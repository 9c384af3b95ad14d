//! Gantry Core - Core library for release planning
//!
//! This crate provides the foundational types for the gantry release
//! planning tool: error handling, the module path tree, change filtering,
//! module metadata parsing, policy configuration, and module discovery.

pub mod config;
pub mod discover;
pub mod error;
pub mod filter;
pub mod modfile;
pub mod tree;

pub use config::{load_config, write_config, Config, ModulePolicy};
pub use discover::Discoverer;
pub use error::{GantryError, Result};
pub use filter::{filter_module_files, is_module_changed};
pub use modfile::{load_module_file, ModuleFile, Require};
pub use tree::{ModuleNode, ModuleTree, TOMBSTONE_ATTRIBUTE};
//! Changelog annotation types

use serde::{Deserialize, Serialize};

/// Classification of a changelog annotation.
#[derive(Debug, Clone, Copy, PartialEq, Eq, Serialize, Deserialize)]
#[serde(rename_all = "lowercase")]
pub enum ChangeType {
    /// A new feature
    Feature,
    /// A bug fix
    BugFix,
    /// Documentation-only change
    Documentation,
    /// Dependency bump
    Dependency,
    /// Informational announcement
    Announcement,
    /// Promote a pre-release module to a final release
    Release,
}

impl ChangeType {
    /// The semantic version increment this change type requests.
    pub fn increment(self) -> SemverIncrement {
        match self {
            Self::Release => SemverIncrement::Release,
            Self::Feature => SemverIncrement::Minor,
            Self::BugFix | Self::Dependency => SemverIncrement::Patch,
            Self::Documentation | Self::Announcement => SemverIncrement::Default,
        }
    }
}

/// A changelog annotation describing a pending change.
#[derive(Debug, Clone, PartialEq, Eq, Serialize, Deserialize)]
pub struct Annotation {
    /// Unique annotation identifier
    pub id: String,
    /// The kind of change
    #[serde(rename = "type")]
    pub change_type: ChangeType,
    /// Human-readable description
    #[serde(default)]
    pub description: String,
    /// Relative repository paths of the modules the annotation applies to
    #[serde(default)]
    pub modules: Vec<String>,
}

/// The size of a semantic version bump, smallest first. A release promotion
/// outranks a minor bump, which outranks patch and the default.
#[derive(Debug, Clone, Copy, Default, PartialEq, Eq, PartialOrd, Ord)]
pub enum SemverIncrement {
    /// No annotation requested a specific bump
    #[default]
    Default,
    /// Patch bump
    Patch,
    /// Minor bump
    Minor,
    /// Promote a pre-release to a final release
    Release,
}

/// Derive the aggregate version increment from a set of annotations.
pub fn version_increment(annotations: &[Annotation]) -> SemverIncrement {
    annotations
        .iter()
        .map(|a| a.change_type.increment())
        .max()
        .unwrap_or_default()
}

Problem statement
Go over the data above and copy every line that has the word "Promote" in it.

Written solution
    /// Promote a pre-release module to a final release
    /// Promote a pre-release to a final release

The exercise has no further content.